Otro de mis propósitos con estos artículos es ofrecer un espacio en el que reine la racionalidad y el discurso equilibrado. La ciencia no permite situaciones como las que, desgraciadamente, se repiten constantemente en numerosos escenarios de la vida pública española, a la cabeza, debo señalarlo con profundo pesar, nuestro Parlamento, en el que dominan las descalificaciones, las preguntas cuyas respuestas no se refieren a la cuestión planteada, y los aplausos enfervorizados de las correspondientes claques. En la ciencia semejantes comportamientos no pueden existir, lo que no quiere decir que en ella no estén presentes pasiones o intereses particulares. No puedo imaginar a un científico al que se le haga una pregunta en, por ejemplo, un seminario o un congreso, y responda introduciendo un asunto alejado del planteado. Y los errores, o las falsedades –que ocasionalmente también aparecen– terminan siendo desveladas. De otra manera simplemente no habría ciencia.

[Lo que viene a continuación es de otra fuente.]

//! Run-record table.
//!
//! One task owns the table. Writers send changes over a channel and wait for
//! the acknowledgement; readers get `Arc`ed snapshots from a `watch` channel
//! and never block writers.

use std::collections::BTreeMap;
use std::sync::Arc;
use tokio::sync::{mpsc, oneshot, watch};
use tokio::task::JoinHandle;

use super::policy::RestartPolicy;
use super::state::{RecordChange, RunRecord};
use crate::types::{Error, Result};

/// Immutable view of every component's run record, keyed by name.
pub type StatusSnapshot = Arc<BTreeMap<String, RunRecord>>;

#[derive(Debug)]
enum Command {
    Register {
        name: String,
        policy: RestartPolicy,
        ack: oneshot::Sender<Result<()>>,
    },
    Update {
        name: String,
        change: RecordChange,
        ack: oneshot::Sender<Result<()>>,
    },
}

/// Write side of the record table.
#[derive(Debug, Clone)]
pub(crate) struct RecordKeeper {
    tx: mpsc::Sender<Command>,
}

impl RecordKeeper {
    /// Spawn the owning task. Must be called inside a Tokio runtime.
    pub(crate) fn spawn() -> (Self, StatusHandle, JoinHandle<()>) {
        let (tx, rx) = mpsc::channel(256);
        let (snapshots, watcher) = watch::channel(StatusSnapshot::default());
        let task = tokio::spawn(run_table(rx, snapshots));
        (Self { tx }, StatusHandle { rx: watcher }, task)
    }

    pub(crate) async fn register(&self, name: &str, policy: RestartPolicy) -> Result<()> {
        let (ack, done) = oneshot::channel();
        self.send(
            Command::Register {
                name: name.to_string(),
                policy,
                ack,
            },
            done,
        )
        .await
    }

    pub(crate) async fn update(&self, name: &str, change: RecordChange) -> Result<()> {
        let (ack, done) = oneshot::channel();
        self.send(
            Command::Update {
                name: name.to_string(),
                change,
                ack,
            },
            done,
        )
        .await
    }

    async fn send(&self, command: Command, done: oneshot::Receiver<Result<()>>) -> Result<()> {
        self.tx
            .send(command)
            .await
            .map_err(|_| Error::internal("record table is closed"))?;
        done.await
            .map_err(|_| Error::internal("record table dropped the update"))?
    }
}

async fn run_table(mut rx: mpsc::Receiver<Command>, snapshots: watch::Sender<StatusSnapshot>) {
    while let Some(command) = rx.recv().await {
        match command {
            Command::Register { name, policy, ack } => {
                let mut result = Ok(());
                snapshots.send_if_modified(|table| {
                    if table.contains_key(&name) {
                        result = Err(Error::duplicate_component(name.clone()));
                        return false;
                    }
                    Arc::make_mut(table).insert(name.clone(), RunRecord::new(name.clone(), policy));
                    true
                });
                let _ = ack.send(result);
            }
            Command::Update { name, change, ack } => {
                let mut result = Ok(());
                snapshots.send_if_modified(|table| {
                    let Some(current) = table.get(&name) else {
                        result = Err(Error::not_found(format!("component {name}")));
                        return false;
                    };
                    let mut record = current.clone();
                    if let Err(err) = record.apply(&change) {
                        result = Err(err);
                        return false;
                    }
                    Arc::make_mut(table).insert(name.clone(), record);
                    true
                });
                if let Err(err) = &result {
                    tracing::warn!(component = %name, error = %err, "rejected run record update");
                }
                let _ = ack.send(result);
            }
        }
    }
    tracing::debug!("record table closed");
}

/// Cloneable, non-blocking read handle on the run-record table.
#[derive(Debug, Clone)]
pub struct StatusHandle {
    rx: watch::Receiver<StatusSnapshot>,
}

impl StatusHandle {
    /// Consistent snapshot of every run record.
    pub fn status(&self) -> StatusSnapshot {
        self.rx.borrow().clone()
    }

    pub fn get(&self, name: &str) -> Option<RunRecord> {
        self.rx.borrow().get(name).cloned()
    }

    /// Wait until `predicate` holds for the table, returning that snapshot.
    ///
    /// Returns the last snapshot if the table shuts down first.
    pub async fn wait_until<F>(&self, mut predicate: F) -> StatusSnapshot
    where
        F: FnMut(&BTreeMap<String, RunRecord>) -> bool,
    {
        let mut rx = self.rx.clone();
        let snapshot = match rx.wait_for(|table| predicate(table)).await {
            Ok(table) => table.clone(),
            Err(_) => self.status(),
        };
        snapshot
    }
}
//! Observability utilities.

use std::sync::OnceLock;
use tracing_subscriber::{fmt, prelude::*, EnvFilter};

use crate::types::ObservabilityConfig;

static TRACING_INIT: OnceLock<()> = OnceLock::new();

/// Initialize tracing subscriber once for the process.
///
/// Log format defaults to plain text and can be switched to JSON via
/// `SOLO_LOG_FORMAT=json`. Filter defaults to `info` if `RUST_LOG` is unset.
pub fn init_tracing() {
    let json = std::env::var("SOLO_LOG_FORMAT")
        .map(|v| v.eq_ignore_ascii_case("json"))
        .unwrap_or(false);
    install("info", json);
}

/// Initialize tracing from configuration values.
///
/// `RUST_LOG` still wins over `config.log_level` when set.
pub fn init_tracing_with(config: &ObservabilityConfig) {
    install(&config.log_level, config.json_logs);
}

fn install(default_level: &str, json: bool) {
    TRACING_INIT.get_or_init(|| {
        let env_filter = EnvFilter::try_from_default_env()
            .unwrap_or_else(|_| EnvFilter::new(default_level));

        let result = if json {
            tracing_subscriber::registry()
                .with(env_filter)
                .with(fmt::layer().json())
                .try_init()
        } else {
            tracing_subscriber::registry()
                .with(env_filter)
                .with(fmt::layer().compact())
                .try_init()
        };

        if let Err(err) = result {
            eprintln!("tracing init skipped: {err}");
        }
    });
}
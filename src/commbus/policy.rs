//! Per-kind delivery policy.

use serde::{Deserialize, Serialize};
use std::time::Duration;

/// What `publish` does when a subscriber's queue is at capacity.
#[derive(Debug, Clone, Copy, PartialEq, Eq, Serialize, Deserialize)]
#[serde(tag = "mode", rename_all = "kebab-case")]
pub enum DeliveryPolicy {
    /// Evict the subscriber's oldest queued event. Never suspends.
    DropOldest,
    /// Wait up to `timeout` for space, then give up on that subscriber.
    BlockWithTimeout {
        #[serde(with = "humantime_serde")]
        timeout: Duration,
    },
}

impl DeliveryPolicy {
    pub fn block_for(timeout: Duration) -> Self {
        DeliveryPolicy::BlockWithTimeout { timeout }
    }
}

impl Default for DeliveryPolicy {
    fn default() -> Self {
        DeliveryPolicy::BlockWithTimeout {
            timeout: Duration::from_secs(5),
        }
    }
}

/// Resolved settings for one kind's channel.
#[derive(Debug, Clone, Copy, PartialEq, Eq, Serialize, Deserialize)]
pub struct ChannelConfig {
    /// Per-subscriber queue capacity.
    pub capacity: usize,
    pub policy: DeliveryPolicy,
    /// Number of recent events replayed to late subscribers (0 = not durable).
    pub retain: usize,
}

impl ChannelConfig {
    pub fn is_durable(&self) -> bool {
        self.retain > 0
    }
}

impl Default for ChannelConfig {
    fn default() -> Self {
        Self {
            capacity: 64,
            policy: DeliveryPolicy::default(),
            retain: 0,
        }
    }
}
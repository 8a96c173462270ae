//! Consumer side of a subscription.

use futures::Stream;
use std::sync::Arc;

use super::queue::SubscriberQueue;
use super::registry::SubscriptionHandle;
use crate::events::{Event, EventKind};

/// Ordered view of one kind's events for exactly one subscriber.
///
/// Dropping the stream closes its queue; the registry prunes it on the next
/// publish. Use [`CommBus::unsubscribe`](super::CommBus::unsubscribe) to
/// remove it eagerly.
#[derive(Debug)]
pub struct EventStream {
    handle: SubscriptionHandle,
    queue: Arc<SubscriberQueue>,
}

impl EventStream {
    pub(crate) fn new(handle: SubscriptionHandle, queue: Arc<SubscriberQueue>) -> Self {
        Self { handle, queue }
    }

    pub fn handle(&self) -> &SubscriptionHandle {
        &self.handle
    }

    pub fn kind(&self) -> EventKind {
        self.handle.kind()
    }

    /// Next event in publish order; `None` once unsubscribed and drained.
    pub async fn recv(&mut self) -> Option<Event> {
        self.queue.recv().await
    }

    pub fn try_recv(&mut self) -> Option<Event> {
        self.queue.try_recv()
    }

    /// Events currently buffered for this subscriber.
    pub fn len(&self) -> usize {
        self.queue.len()
    }

    pub fn is_empty(&self) -> bool {
        self.len() == 0
    }

    /// Adapt into a [`futures::Stream`].
    pub fn into_stream(self) -> impl Stream<Item = Event> + Send {
        futures::stream::unfold(self, |mut stream| async move {
            stream.recv().await.map(|event| (event, stream))
        })
    }
}

impl Drop for EventStream {
    fn drop(&mut self) {
        self.queue.close();
    }
}
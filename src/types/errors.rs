//! Application error types.
//!
//! All errors use `thiserror` for automatic Error trait derivation and provide
//! clear error messages with context.

use serde::{Deserialize, Serialize};
use thiserror::Error;

/// Application result type.
pub type Result<T> = std::result::Result<T, Error>;

/// Main error enum for the Solo core.
#[derive(Error, Debug)]
pub enum Error {
    /// Event kind was never registered with the kind registry.
    #[error("unknown event kind: {0}")]
    UnknownKind(String),

    /// Payload rejected by the kind's validator (or belongs to another kind).
    #[error("invalid payload for {kind}: {reason}")]
    InvalidPayload { kind: String, reason: String },

    /// Event kind registered twice.
    #[error("event kind already registered: {0}")]
    DuplicateKind(String),

    /// Component name registered twice with the supervisor.
    #[error("component already registered: {0}")]
    DuplicateComponent(String),

    /// Generic caller-side validation failure.
    #[error("validation error: {0}")]
    Validation(String),

    /// Resource not found.
    #[error("not found: {0}")]
    NotFound(String),

    /// Invalid lifecycle state transition.
    #[error("state transition error: {0}")]
    StateTransition(String),

    /// Invalid configuration value.
    #[error("config error: {0}")]
    Config(String),

    /// Failure raised by supervised component code.
    #[error("component failed: {0}")]
    ComponentFailed(String),

    /// Cancellation requested by the supervisor.
    #[error("operation cancelled: {0}")]
    Cancelled(String),

    /// Timeout.
    #[error("timeout: {0}")]
    Timeout(String),

    /// Internal errors.
    #[error("internal error: {0}")]
    Internal(String),

    /// Serialization/deserialization errors.
    #[error("serialization error: {0}")]
    Serialization(#[from] serde_json::Error),

    /// I/O errors.
    #[error("io error: {0}")]
    Io(#[from] std::io::Error),
}

/// Coarse error classification used for propagation decisions.
#[derive(Debug, Clone, Copy, PartialEq, Eq, Hash, Serialize, Deserialize)]
#[serde(rename_all = "snake_case")]
pub enum ErrorCategory {
    /// Caller mistakes: surfaced synchronously, never retried by the core.
    Contract,
    /// Backpressure outcomes the publisher decides how to handle.
    Capacity,
    /// Failures inside supervised component code.
    Component,
    /// Infrastructure faults.
    Internal,
}

impl Error {
    /// Classify the error.
    pub fn category(&self) -> ErrorCategory {
        match self {
            Error::UnknownKind(_)
            | Error::InvalidPayload { .. }
            | Error::DuplicateKind(_)
            | Error::DuplicateComponent(_)
            | Error::Validation(_)
            | Error::NotFound(_)
            | Error::StateTransition(_)
            | Error::Config(_) => ErrorCategory::Contract,
            Error::Timeout(_) => ErrorCategory::Capacity,
            Error::ComponentFailed(_) | Error::Cancelled(_) => ErrorCategory::Component,
            Error::Internal(_) | Error::Serialization(_) | Error::Io(_) => {
                ErrorCategory::Internal
            }
        }
    }

    /// True for errors caused by the caller violating an API contract.
    pub fn is_contract(&self) -> bool {
        self.category() == ErrorCategory::Contract
    }
}

// Convenience constructors
impl Error {
    pub fn unknown_kind(kind: impl ToString) -> Self {
        Self::UnknownKind(kind.to_string())
    }

    pub fn invalid_payload(kind: impl ToString, reason: impl Into<String>) -> Self {
        Self::InvalidPayload {
            kind: kind.to_string(),
            reason: reason.into(),
        }
    }

    pub fn duplicate_kind(kind: impl ToString) -> Self {
        Self::DuplicateKind(kind.to_string())
    }

    pub fn duplicate_component(name: impl Into<String>) -> Self {
        Self::DuplicateComponent(name.into())
    }

    pub fn validation(msg: impl Into<String>) -> Self {
        Self::Validation(msg.into())
    }

    pub fn not_found(msg: impl Into<String>) -> Self {
        Self::NotFound(msg.into())
    }

    pub fn state_transition(msg: impl Into<String>) -> Self {
        Self::StateTransition(msg.into())
    }

    pub fn config(msg: impl Into<String>) -> Self {
        Self::Config(msg.into())
    }

    pub fn component_failed(msg: impl Into<String>) -> Self {
        Self::ComponentFailed(msg.into())
    }

    pub fn cancelled(msg: impl Into<String>) -> Self {
        Self::Cancelled(msg.into())
    }

    pub fn timeout(msg: impl Into<String>) -> Self {
        Self::Timeout(msg.into())
    }

    pub fn internal(msg: impl Into<String>) -> Self {
        Self::Internal(msg.into())
    }
}

#[cfg(test)]
mod tests {
    use super::*;

    #[test]
    fn test_contract_errors_are_classified() {
        assert!(Error::unknown_kind("x").is_contract());
        assert!(Error::invalid_payload("x", "bad").is_contract());
        assert!(Error::duplicate_kind("x").is_contract());
        assert!(Error::duplicate_component("generator").is_contract());
        assert_eq!(Error::timeout("full").category(), ErrorCategory::Capacity);
        assert_eq!(
            Error::component_failed("boom").category(),
            ErrorCategory::Component
        );
    }

    #[test]
    fn test_display_includes_context() {
        let err = Error::invalid_payload("generation-requested", "prompt is empty");
        assert_eq!(
            err.to_string(),
            "invalid payload for generation-requested: prompt is empty"
        );
    }
}
//! Supervised component contract.
//!
//! A component is an async entry point that the supervisor runs as its own
//! task. Every attempt receives a fresh [`ComponentContext`] carrying the
//! shared bus, a cancellation token and a readiness signal.

use async_trait::async_trait;
use serde::{Deserialize, Serialize};
use std::fmt;
use std::future::Future;
use std::pin::Pin;
use std::sync::Arc;
use std::task::{Context, Poll};
use tokio_util::sync::CancellationToken;

use crate::commbus::{CommBus, EventStream, PublishOutcome};
use crate::events::{Event, EventKind, EventPayload};
use crate::types::{ComponentId, CorrelationId, Error, RestartConfig, Result};

/// Long-running subsystem managed by the supervisor.
///
/// `run` should return promptly once the context's cancellation token fires.
/// Returning `Err` or panicking counts as a failure.
#[async_trait]
pub trait Component: Send + Sync + 'static {
    async fn run(&self, ctx: ComponentContext) -> Result<()>;
}

/// Closure-backed component. Each attempt calls the closure for a new future.
pub struct ComponentFn<F> {
    f: F,
}

impl<F> fmt::Debug for ComponentFn<F> {
    fn fmt(&self, f: &mut fmt::Formatter<'_>) -> fmt::Result {
        f.debug_struct("ComponentFn").finish_non_exhaustive()
    }
}

#[async_trait]
impl<F, Fut> Component for ComponentFn<F>
where
    F: Fn(ComponentContext) -> Fut + Send + Sync + 'static,
    Fut: Future<Output = Result<()>> + Send + 'static,
{
    async fn run(&self, ctx: ComponentContext) -> Result<()> {
        (self.f)(ctx).await
    }
}

/// Wrap a closure as a [`Component`].
pub fn component_fn<F, Fut>(f: F) -> ComponentFn<F>
where
    F: Fn(ComponentContext) -> Fut + Send + Sync + 'static,
    Fut: Future<Output = Result<()>> + Send + 'static,
{
    ComponentFn { f }
}

/// When a starting component counts as running.
#[derive(Debug, Clone, Copy, PartialEq, Eq, Default, Serialize, Deserialize)]
#[serde(rename_all = "kebab-case")]
pub enum ReadinessMode {
    /// As soon as the component's future first suspends.
    #[default]
    FirstYield,
    /// When the component calls [`ComponentContext::mark_ready`].
    Explicit,
}

/// Registration descriptor for one component.
pub struct ComponentSpec {
    id: ComponentId,
    component: Arc<dyn Component>,
    restart: Option<RestartConfig>,
    readiness: ReadinessMode,
}

impl ComponentSpec {
    /// Describe a component. Fails if `name` is empty.
    pub fn new(name: impl Into<String>, component: impl Component) -> Result<Self> {
        let id = ComponentId::from_string(name.into()).map_err(Error::validation)?;
        Ok(Self {
            id,
            component: Arc::new(component),
            restart: None,
            readiness: ReadinessMode::default(),
        })
    }

    /// Describe a closure-backed component.
    pub fn from_fn<F, Fut>(name: impl Into<String>, f: F) -> Result<Self>
    where
        F: Fn(ComponentContext) -> Fut + Send + Sync + 'static,
        Fut: Future<Output = Result<()>> + Send + 'static,
    {
        Self::new(name, component_fn(f))
    }

    /// Override the supervisor's restart settings for this component.
    pub fn with_restart(mut self, restart: RestartConfig) -> Self {
        self.restart = Some(restart);
        self
    }

    pub fn with_readiness(mut self, readiness: ReadinessMode) -> Self {
        self.readiness = readiness;
        self
    }

    pub fn name(&self) -> &str {
        self.id.as_str()
    }

    pub fn id(&self) -> &ComponentId {
        &self.id
    }

    pub fn readiness(&self) -> ReadinessMode {
        self.readiness
    }

    pub(crate) fn restart(&self) -> Option<RestartConfig> {
        self.restart
    }

    pub(crate) fn component(&self) -> Arc<dyn Component> {
        self.component.clone()
    }
}

impl fmt::Debug for ComponentSpec {
    fn fmt(&self, f: &mut fmt::Formatter<'_>) -> fmt::Result {
        f.debug_struct("ComponentSpec")
            .field("id", &self.id)
            .field("restart", &self.restart)
            .field("readiness", &self.readiness)
            .finish_non_exhaustive()
    }
}

/// One-shot readiness flag for a single attempt.
#[derive(Debug, Clone, Default)]
pub(crate) struct ReadySignal {
    token: CancellationToken,
}

impl ReadySignal {
    pub(crate) fn new() -> Self {
        Self::default()
    }

    pub(crate) fn mark(&self) {
        self.token.cancel();
    }

    pub(crate) fn is_ready(&self) -> bool {
        self.token.is_cancelled()
    }

    pub(crate) async fn wait(&self) {
        self.token.cancelled().await
    }
}

/// Marks the attempt ready the first time the wrapped future returns
/// `Pending`.
pub(crate) struct FirstYield<F> {
    inner: F,
    ready: Option<ReadySignal>,
}

impl<F> FirstYield<F> {
    pub(crate) fn new(inner: F, ready: ReadySignal) -> Self {
        Self {
            inner,
            ready: Some(ready),
        }
    }
}

impl<F> Future for FirstYield<F>
where
    F: Future + Unpin,
{
    type Output = F::Output;

    fn poll(self: Pin<&mut Self>, cx: &mut Context<'_>) -> Poll<Self::Output> {
        let this = self.get_mut();
        let poll = Pin::new(&mut this.inner).poll(cx);
        if poll.is_pending() {
            if let Some(ready) = this.ready.take() {
                ready.mark();
            }
        }
        poll
    }
}

/// Per-attempt handle given to a running component.
#[derive(Clone)]
pub struct ComponentContext {
    id: ComponentId,
    attempt: u32,
    bus: Arc<CommBus>,
    cancel: CancellationToken,
    ready: ReadySignal,
}

impl ComponentContext {
    pub(crate) fn new(
        id: ComponentId,
        attempt: u32,
        bus: Arc<CommBus>,
        cancel: CancellationToken,
        ready: ReadySignal,
    ) -> Self {
        Self {
            id,
            attempt,
            bus,
            cancel,
            ready,
        }
    }

    pub fn name(&self) -> &str {
        self.id.as_str()
    }

    pub fn id(&self) -> &ComponentId {
        &self.id
    }

    /// 1-based attempt number; greater than 1 after a restart.
    pub fn attempt(&self) -> u32 {
        self.attempt
    }

    pub fn bus(&self) -> &Arc<CommBus> {
        &self.bus
    }

    pub fn cancellation(&self) -> &CancellationToken {
        &self.cancel
    }

    pub fn is_cancelled(&self) -> bool {
        self.cancel.is_cancelled()
    }

    /// Resolves once shutdown has been requested.
    pub async fn cancelled(&self) {
        self.cancel.cancelled().await
    }

    /// Report readiness. Only meaningful with [`ReadinessMode::Explicit`];
    /// repeated calls are no-ops.
    pub fn mark_ready(&self) {
        self.ready.mark();
    }

    pub fn is_ready(&self) -> bool {
        self.ready.is_ready()
    }

    /// Subscribe this component to `kind`. The subscription is removed when
    /// the attempt ends.
    pub async fn subscribe(&self, kind: EventKind) -> Result<EventStream> {
        self.bus.subscribe(kind, &self.id).await
    }

    pub async fn publish(&self, event: Event) -> Result<PublishOutcome> {
        self.bus.publish(event).await
    }

    /// Build an event from `payload` and publish it.
    pub async fn emit(
        &self,
        payload: EventPayload,
        correlation_id: CorrelationId,
    ) -> Result<PublishOutcome> {
        let event = self
            .bus
            .make_event(payload.kind(), payload, correlation_id, None)?;
        self.bus.publish(event).await
    }
}

impl fmt::Debug for ComponentContext {
    fn fmt(&self, f: &mut fmt::Formatter<'_>) -> fmt::Result {
        f.debug_struct("ComponentContext")
            .field("id", &self.id)
            .field("attempt", &self.attempt)
            .field("cancelled", &self.cancel.is_cancelled())
            .finish_non_exhaustive()
    }
}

Cuando miro hacia atrás, a lo que ha sucedido y de lo que me he ocupado desde mi artículo 200, querría destacar algunos temas que han aparecido con frecuencia. Como no podía ser de otra forma, me he ocupado repetidas veces de los asuntos vinculados con la pandemia producida por el coronavirus SARS-CoV-2; de sus características, consecuencias y mutaciones. Se sabía que una pandemia zoonótica (que se transmite de animales a humanos) podía tener lugar, que seguramente ocurriría, pero no estábamos preparados, ni probablemente podíamos estarlo. La medicina ha respondido rápida y exitosamente con vacunas, pero aun así ha quedado claro: (1) la fragilidad de nuestra civilización; (2) que las soluciones médicas se ven constreñidas por las necesidades económicas; (3) las consecuencias del desequilibrio –en el acceso a vacunas– entre países pobres (los africanos a la cabeza) y ricos; y (4) que una vez instalado un virus sus “ejércitos” van cambiando de “tácticas”, las llamadas “mutaciones”.
Al hilo de esta tragedia planetaria, he continuado ocupándome del cambio climático y de la pérdida de biodiversidad, una historia sin fin que nuestros descendientes sufrirán con mucha más intensidad que nosotros. Y no han sido las anteriores las únicas situaciones que han mostrado nuestra fragilidad. Aunque limitadas en el espacio afectado, es preciso recordar las erupciones en dos islas, las de los volcanes Cumbre Vieja en La Palma y Semeru en Java. No es sorprendente, por consiguiente, que alertados por tales sucesos, estén proliferando novelas, películas o series de televisión que traten de cataclismos, como devastadores choques de meteoritos sobre la Tierra o erupciones solares con consecuencias catastróficas en los sistemas informáticos y eléctricos terrestres. Vivimos, en definitiva, sobre pilares resbaladizos, unos naturales y otros producidos por nosotros mismos.